Contract AI uses automated contract analysis to reduce the number of back-and-forth negotiations and to improve the efficiency of contract management by reducing time spent on routine tasks. It can identify key terms and clauses and automatically generate proposals for changes to contractual agreements. It can even identify and flag ambiguous information or errors.

A growing number of companies are deploying contract AI solutions to streamline the contract review and management process, enabling them to increase revenue and reduce risk. It is also helping to improve transparency and accountability in the contracts, enhancing the speed and quality of decision-making, and improving compliance with laws and regulations.

However, despite the many benefits of contract AI, it is important to remember that neither human review nor artificial intelligence are perfect.
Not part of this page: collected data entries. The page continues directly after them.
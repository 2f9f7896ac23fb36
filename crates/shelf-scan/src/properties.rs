//! Entry properties with a stoppable recursive size count.

use std::fs::{self, Metadata};
use std::path::{Path, PathBuf};
use std::time::SystemTime;

use chrono::{DateTime, Local};
use compact_str::CompactString;
use jwalk::{Parallelism, WalkDir};
use serde::Serialize;
use shelf_core::{entry_name, EventReceiver, IoResultExt, Result, TaskCore, ThreadedTask};
use tracing::debug;

/// Entries walked between two size reports.
const REPORT_EVERY: u64 = 1000;

/// What a path refers to (symlinks not followed).
#[derive(Debug, Clone, Copy, PartialEq, Eq, Serialize)]
pub enum EntryKind {
    File,
    Directory,
    Symlink,
    Other,
}

impl EntryKind {
    fn of(metadata: &Metadata) -> Self {
        let file_type = metadata.file_type();
        if file_type.is_symlink() {
            Self::Symlink
        } else if file_type.is_dir() {
            Self::Directory
        } else if file_type.is_file() {
            Self::File
        } else {
            Self::Other
        }
    }
}

impl std::fmt::Display for EntryKind {
    fn fmt(&self, f: &mut std::fmt::Formatter<'_>) -> std::fmt::Result {
        match self {
            Self::File => write!(f, "File"),
            Self::Directory => write!(f, "Folder"),
            Self::Symlink => write!(f, "Link"),
            Self::Other => write!(f, "Special file"),
        }
    }
}

/// Metadata shown for a single entry.
#[derive(Debug, Clone, PartialEq, Eq, Serialize)]
pub struct Properties {
    pub path: PathBuf,
    pub name: CompactString,
    /// The containing directory.
    pub location: PathBuf,
    pub kind: EntryKind,
    /// Creation time, when the filesystem records one.
    pub created: Option<DateTime<Local>>,
    pub modified: Option<DateTime<Local>>,
    pub accessed: Option<DateTime<Local>>,
}

impl Properties {
    /// Read the properties of `path` itself.
    pub fn read(path: &Path) -> Result<Self> {
        let metadata = fs::symlink_metadata(path).at(path)?;
        Ok(Self::from_metadata(path, &metadata))
    }

    fn from_metadata(path: &Path, metadata: &Metadata) -> Self {
        let local = |time: std::io::Result<SystemTime>| time.ok().map(DateTime::<Local>::from);
        Self {
            path: path.to_path_buf(),
            name: CompactString::from(entry_name(path).to_string_lossy()),
            location: path.parent().map(Path::to_path_buf).unwrap_or_default(),
            kind: EntryKind::of(metadata),
            created: local(metadata.created()),
            modified: local(metadata.modified()),
            accessed: local(metadata.accessed()),
        }
    }
}

/// Running totals of a size count.
#[derive(Debug, Clone, Copy, Default, PartialEq, Eq, Serialize)]
pub struct SizeTally {
    /// Bytes in regular files.
    pub bytes: u64,
    /// Non-directory entries, symlinks included.
    pub files: u64,
    /// Directories below the inspected one.
    pub directories: u64,
    /// Entries that could not be read and were left out.
    pub unreadable: u64,
    /// Whether the count covers the whole tree.
    pub complete: bool,
}

impl SizeTally {
    /// Human-readable byte count, e.g. `1.5 MiB`.
    pub fn human_size(&self) -> String {
        humansize::format_size(self.bytes, humansize::BINARY)
    }

    fn entries(&self) -> u64 {
        self.files + self.directories
    }
}

/// Progress payload of a properties task.
#[derive(Debug, Clone, PartialEq, Eq, Serialize)]
pub enum PropertiesUpdate {
    /// Sent once, before any size is known.
    Metadata(Properties),
    /// The size counted so far; the last one has `complete` set.
    Size(SizeTally),
}

/// Start reading the properties of `path` on a worker thread.
///
/// Metadata arrives first. For a directory the size is then counted
/// recursively, reported every thousand entries, and the count stops at
/// the next entry once the task is stopped. Symlinks are never followed.
pub fn start_properties(
    path: impl Into<PathBuf>,
) -> Result<(ThreadedTask, EventReceiver<PropertiesUpdate>)> {
    let path = path.into();
    let (core, rx) = TaskCore::channel();
    let fallback = path.clone();
    let task = ThreadedTask::spawn("shelf-properties", core, fallback, move |core| {
        inspect(core, &path)
    })?;
    Ok((task, rx))
}

fn inspect(core: &mut TaskCore<PropertiesUpdate>, path: &Path) -> Result<usize> {
    core.checkpoint()?;
    let metadata = fs::symlink_metadata(path).at(path)?;
    let properties = Properties::from_metadata(path, &metadata);
    core.started(None);

    let kind = properties.kind;
    core.update(PropertiesUpdate::Metadata(properties));

    if kind != EntryKind::Directory {
        let tally = SizeTally {
            bytes: if kind == EntryKind::File { metadata.len() } else { 0 },
            files: 1,
            complete: true,
            ..SizeTally::default()
        };
        core.update(PropertiesUpdate::Size(tally));
        return Ok(1);
    }

    let tally = count_size(core, path)?;
    debug!(
        path = %path.display(),
        bytes = tally.bytes,
        entries = tally.entries(),
        unreadable = tally.unreadable,
        "size counted"
    );
    Ok(usize::try_from(tally.entries()).unwrap_or(usize::MAX))
}

fn count_size(core: &TaskCore<PropertiesUpdate>, root: &Path) -> Result<SizeTally> {
    let walker = WalkDir::new(root)
        .parallelism(Parallelism::Serial)
        .skip_hidden(false)
        .follow_links(false)
        .min_depth(1);

    let mut tally = SizeTally::default();
    for entry in walker {
        core.checkpoint()?;
        let entry = match entry {
            Ok(entry) => entry,
            Err(err) => {
                debug!(root = %root.display(), error = %err, "skipping unreadable entry");
                tally.unreadable += 1;
                continue;
            }
        };

        let file_type = entry.file_type();
        if file_type.is_dir() {
            tally.directories += 1;
        } else {
            tally.files += 1;
            if file_type.is_file() {
                match entry.metadata() {
                    Ok(metadata) => tally.bytes += metadata.len(),
                    Err(_) => tally.unreadable += 1,
                }
            }
        }

        if tally.entries() % REPORT_EVERY == 0 {
            core.update(PropertiesUpdate::Size(tally));
        }
    }

    tally.complete = true;
    core.update(PropertiesUpdate::Size(tally));
    Ok(tally)
}

/// Keeps one properties task per session, restarting it whenever the
/// inspected path changes.
#[derive(Debug, Default)]
pub struct PropertiesWorker {
    current: Option<(PathBuf, ThreadedTask)>,
}

impl PropertiesWorker {
    pub fn new() -> Self {
        Self::default()
    }

    /// The path currently inspected.
    pub fn path(&self) -> Option<&Path> {
        self.current.as_ref().map(|(path, _)| path.as_path())
    }

    /// Inspect `path`, stopping the task for the previous path.
    pub fn set_path(
        &mut self,
        path: impl Into<PathBuf>,
    ) -> Result<EventReceiver<PropertiesUpdate>> {
        self.stop();
        let path = path.into();
        let (task, rx) = start_properties(path.clone())?;
        self.current = Some((path, task));
        Ok(rx)
    }

    /// Whether a size count is still running.
    pub fn is_busy(&self) -> bool {
        self.current
            .as_ref()
            .is_some_and(|(_, task)| !task.is_finished())
    }

    /// Stop the running task, if any.
    pub fn stop(&mut self) {
        if let Some((path, task)) = self.current.take() {
            debug!(path = %path.display(), "stopping properties task");
            task.stop();
        }
    }
}

impl Drop for PropertiesWorker {
    fn drop(&mut self) {
        self.stop();
    }
}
It is critical to have a robust process in place to ensure that all the necessary information is captured and reviewed, and that any redlines are addressed appropriately. It is also important to understand how an AI system performs its work, and that it is not producing different outputs based on its own biases or assumptions.

One example of this is the way that a rules-based system of contract analysis will teach itself over time to recognize specific clauses, like nondisclosure. It will then be able to route those contracts to the correct in-house team without the need for manual intervention.